• **To do**:
Using the records that follow, work out how many lines hold the string "https" and provide that number only.

• **Study material**:
------
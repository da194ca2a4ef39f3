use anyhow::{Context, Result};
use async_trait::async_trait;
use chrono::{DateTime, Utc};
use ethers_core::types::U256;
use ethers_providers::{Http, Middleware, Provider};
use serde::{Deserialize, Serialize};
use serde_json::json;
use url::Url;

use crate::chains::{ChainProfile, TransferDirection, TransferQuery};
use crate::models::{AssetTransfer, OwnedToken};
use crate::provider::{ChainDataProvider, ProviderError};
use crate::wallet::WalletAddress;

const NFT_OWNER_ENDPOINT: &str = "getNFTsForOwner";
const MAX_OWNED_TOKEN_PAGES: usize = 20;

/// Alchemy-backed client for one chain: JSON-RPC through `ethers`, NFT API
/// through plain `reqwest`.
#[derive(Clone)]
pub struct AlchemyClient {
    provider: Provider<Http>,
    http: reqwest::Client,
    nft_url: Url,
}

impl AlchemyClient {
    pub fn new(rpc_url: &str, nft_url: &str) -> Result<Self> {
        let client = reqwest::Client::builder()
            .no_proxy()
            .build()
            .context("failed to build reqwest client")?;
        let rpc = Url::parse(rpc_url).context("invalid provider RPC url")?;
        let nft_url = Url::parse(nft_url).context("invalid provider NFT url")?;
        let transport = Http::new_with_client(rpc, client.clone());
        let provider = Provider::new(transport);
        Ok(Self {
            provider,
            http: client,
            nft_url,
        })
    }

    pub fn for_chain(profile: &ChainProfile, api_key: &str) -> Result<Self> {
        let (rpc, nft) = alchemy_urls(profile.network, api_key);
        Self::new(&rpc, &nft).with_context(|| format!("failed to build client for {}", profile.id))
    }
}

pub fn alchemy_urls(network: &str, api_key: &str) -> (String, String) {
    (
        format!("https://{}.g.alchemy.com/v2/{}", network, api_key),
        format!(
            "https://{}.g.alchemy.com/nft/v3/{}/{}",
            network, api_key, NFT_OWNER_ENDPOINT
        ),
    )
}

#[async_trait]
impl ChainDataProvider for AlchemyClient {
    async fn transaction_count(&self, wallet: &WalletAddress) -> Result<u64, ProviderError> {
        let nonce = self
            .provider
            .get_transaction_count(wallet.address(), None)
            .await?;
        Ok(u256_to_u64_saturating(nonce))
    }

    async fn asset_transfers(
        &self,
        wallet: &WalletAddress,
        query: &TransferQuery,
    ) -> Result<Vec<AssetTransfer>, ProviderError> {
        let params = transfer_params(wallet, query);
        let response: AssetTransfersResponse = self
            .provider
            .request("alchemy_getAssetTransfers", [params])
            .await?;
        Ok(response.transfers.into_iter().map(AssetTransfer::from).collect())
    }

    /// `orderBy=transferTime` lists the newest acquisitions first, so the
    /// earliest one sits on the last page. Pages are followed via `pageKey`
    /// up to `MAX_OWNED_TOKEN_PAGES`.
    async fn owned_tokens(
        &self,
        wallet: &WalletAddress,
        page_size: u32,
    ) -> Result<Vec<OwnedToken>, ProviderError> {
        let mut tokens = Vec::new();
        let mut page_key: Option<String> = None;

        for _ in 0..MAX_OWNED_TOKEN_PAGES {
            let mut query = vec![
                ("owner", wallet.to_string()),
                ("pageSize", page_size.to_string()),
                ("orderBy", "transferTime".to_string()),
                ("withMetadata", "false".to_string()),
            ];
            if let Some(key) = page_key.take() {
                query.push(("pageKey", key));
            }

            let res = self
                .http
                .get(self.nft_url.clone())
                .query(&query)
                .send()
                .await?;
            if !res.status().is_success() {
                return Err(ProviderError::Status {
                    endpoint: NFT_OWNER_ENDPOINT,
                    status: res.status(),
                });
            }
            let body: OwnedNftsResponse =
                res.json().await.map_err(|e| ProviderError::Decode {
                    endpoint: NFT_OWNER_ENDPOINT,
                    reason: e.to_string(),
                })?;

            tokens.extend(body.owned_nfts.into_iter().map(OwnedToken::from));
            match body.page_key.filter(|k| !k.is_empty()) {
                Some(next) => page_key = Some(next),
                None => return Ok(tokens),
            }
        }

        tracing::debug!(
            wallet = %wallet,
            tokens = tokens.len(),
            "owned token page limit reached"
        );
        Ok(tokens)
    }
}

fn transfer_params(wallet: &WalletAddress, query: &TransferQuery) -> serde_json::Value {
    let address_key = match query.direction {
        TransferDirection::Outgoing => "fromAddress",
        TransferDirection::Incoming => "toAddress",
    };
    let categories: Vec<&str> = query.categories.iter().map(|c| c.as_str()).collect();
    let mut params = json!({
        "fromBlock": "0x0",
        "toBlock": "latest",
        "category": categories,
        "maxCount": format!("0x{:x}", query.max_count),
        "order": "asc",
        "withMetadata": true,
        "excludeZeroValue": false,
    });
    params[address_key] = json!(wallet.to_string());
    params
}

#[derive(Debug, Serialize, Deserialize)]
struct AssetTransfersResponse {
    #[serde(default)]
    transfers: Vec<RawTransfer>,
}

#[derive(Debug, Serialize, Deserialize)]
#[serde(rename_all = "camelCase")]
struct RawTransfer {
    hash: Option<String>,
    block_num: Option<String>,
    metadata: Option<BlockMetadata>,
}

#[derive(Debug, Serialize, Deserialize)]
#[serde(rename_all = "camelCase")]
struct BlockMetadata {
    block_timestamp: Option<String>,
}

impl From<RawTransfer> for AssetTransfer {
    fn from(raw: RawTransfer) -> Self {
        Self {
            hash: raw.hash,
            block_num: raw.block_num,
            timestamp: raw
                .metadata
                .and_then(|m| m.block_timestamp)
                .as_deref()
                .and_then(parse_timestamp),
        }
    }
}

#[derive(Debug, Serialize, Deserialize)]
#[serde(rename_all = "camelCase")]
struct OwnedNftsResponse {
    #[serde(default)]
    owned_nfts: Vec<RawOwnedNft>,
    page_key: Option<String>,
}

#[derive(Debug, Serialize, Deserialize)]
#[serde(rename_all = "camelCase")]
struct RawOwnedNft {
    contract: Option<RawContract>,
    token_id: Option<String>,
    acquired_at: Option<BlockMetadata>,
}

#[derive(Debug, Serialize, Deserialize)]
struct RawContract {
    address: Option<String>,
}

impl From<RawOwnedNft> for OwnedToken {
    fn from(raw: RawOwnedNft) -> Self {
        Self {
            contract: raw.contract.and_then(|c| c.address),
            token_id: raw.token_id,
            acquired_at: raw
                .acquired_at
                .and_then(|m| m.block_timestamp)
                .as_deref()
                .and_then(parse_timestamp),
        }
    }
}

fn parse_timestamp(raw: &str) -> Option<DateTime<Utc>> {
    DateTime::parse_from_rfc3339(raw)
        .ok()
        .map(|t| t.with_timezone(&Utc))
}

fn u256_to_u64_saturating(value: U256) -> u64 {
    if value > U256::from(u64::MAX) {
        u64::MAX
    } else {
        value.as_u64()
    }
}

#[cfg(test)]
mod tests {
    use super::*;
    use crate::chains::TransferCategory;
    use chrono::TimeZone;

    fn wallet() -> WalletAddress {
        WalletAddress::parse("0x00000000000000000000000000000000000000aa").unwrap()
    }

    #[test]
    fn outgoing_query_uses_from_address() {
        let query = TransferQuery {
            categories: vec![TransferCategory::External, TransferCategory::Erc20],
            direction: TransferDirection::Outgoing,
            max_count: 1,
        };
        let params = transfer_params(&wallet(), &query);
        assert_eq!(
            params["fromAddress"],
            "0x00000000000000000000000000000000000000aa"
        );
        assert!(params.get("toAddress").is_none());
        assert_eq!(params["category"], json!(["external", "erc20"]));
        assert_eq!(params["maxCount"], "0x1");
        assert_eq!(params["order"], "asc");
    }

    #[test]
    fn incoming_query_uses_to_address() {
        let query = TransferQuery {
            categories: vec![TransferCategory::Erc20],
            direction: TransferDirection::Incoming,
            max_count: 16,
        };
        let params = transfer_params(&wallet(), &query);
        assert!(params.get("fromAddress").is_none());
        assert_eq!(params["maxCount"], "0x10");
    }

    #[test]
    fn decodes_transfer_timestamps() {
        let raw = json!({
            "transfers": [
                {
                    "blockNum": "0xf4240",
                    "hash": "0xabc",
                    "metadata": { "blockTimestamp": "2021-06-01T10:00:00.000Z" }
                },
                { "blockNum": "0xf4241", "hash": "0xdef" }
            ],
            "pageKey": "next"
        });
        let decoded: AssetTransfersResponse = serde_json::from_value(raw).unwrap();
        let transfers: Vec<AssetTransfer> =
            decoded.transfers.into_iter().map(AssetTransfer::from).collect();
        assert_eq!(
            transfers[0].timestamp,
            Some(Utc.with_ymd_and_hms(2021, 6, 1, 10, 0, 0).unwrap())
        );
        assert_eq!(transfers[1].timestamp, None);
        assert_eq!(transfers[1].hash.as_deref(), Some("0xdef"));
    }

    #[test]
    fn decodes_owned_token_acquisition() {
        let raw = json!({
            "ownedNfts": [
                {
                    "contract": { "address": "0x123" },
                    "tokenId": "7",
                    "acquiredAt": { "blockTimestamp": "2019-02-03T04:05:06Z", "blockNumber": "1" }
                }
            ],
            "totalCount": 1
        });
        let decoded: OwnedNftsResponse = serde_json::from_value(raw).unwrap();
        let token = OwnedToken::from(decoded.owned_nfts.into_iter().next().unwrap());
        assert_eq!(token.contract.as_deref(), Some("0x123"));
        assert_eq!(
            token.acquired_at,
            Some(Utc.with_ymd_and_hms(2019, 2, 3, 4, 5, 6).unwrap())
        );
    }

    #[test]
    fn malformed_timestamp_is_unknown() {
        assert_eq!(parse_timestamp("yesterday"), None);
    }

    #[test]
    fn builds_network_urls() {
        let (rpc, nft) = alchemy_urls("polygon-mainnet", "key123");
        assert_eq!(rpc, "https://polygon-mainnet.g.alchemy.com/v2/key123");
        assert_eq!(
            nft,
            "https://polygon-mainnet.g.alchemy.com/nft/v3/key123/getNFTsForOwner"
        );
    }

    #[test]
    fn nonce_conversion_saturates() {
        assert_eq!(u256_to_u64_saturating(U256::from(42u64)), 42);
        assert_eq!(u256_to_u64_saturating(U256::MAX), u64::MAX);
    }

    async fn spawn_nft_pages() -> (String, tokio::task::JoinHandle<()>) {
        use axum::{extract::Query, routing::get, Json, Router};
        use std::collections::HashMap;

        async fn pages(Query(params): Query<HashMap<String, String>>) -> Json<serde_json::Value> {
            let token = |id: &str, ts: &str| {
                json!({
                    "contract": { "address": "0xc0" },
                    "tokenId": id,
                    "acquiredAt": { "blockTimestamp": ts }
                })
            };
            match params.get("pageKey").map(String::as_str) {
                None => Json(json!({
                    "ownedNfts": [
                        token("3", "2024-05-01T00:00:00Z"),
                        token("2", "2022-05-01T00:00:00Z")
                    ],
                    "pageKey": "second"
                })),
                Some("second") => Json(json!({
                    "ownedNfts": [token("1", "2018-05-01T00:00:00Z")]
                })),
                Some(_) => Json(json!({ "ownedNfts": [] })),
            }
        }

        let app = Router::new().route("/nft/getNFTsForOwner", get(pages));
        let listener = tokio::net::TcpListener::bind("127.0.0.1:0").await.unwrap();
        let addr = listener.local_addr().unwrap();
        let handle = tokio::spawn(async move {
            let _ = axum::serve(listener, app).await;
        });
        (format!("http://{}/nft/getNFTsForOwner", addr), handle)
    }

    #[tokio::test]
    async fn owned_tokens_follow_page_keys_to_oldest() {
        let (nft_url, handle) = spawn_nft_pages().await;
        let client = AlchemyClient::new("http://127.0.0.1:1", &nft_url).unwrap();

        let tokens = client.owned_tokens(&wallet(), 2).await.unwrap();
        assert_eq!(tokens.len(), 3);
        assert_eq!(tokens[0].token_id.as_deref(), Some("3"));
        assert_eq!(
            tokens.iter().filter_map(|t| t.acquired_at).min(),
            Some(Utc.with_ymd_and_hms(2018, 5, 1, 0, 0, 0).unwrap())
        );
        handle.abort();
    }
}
------
• **Written answer**:
4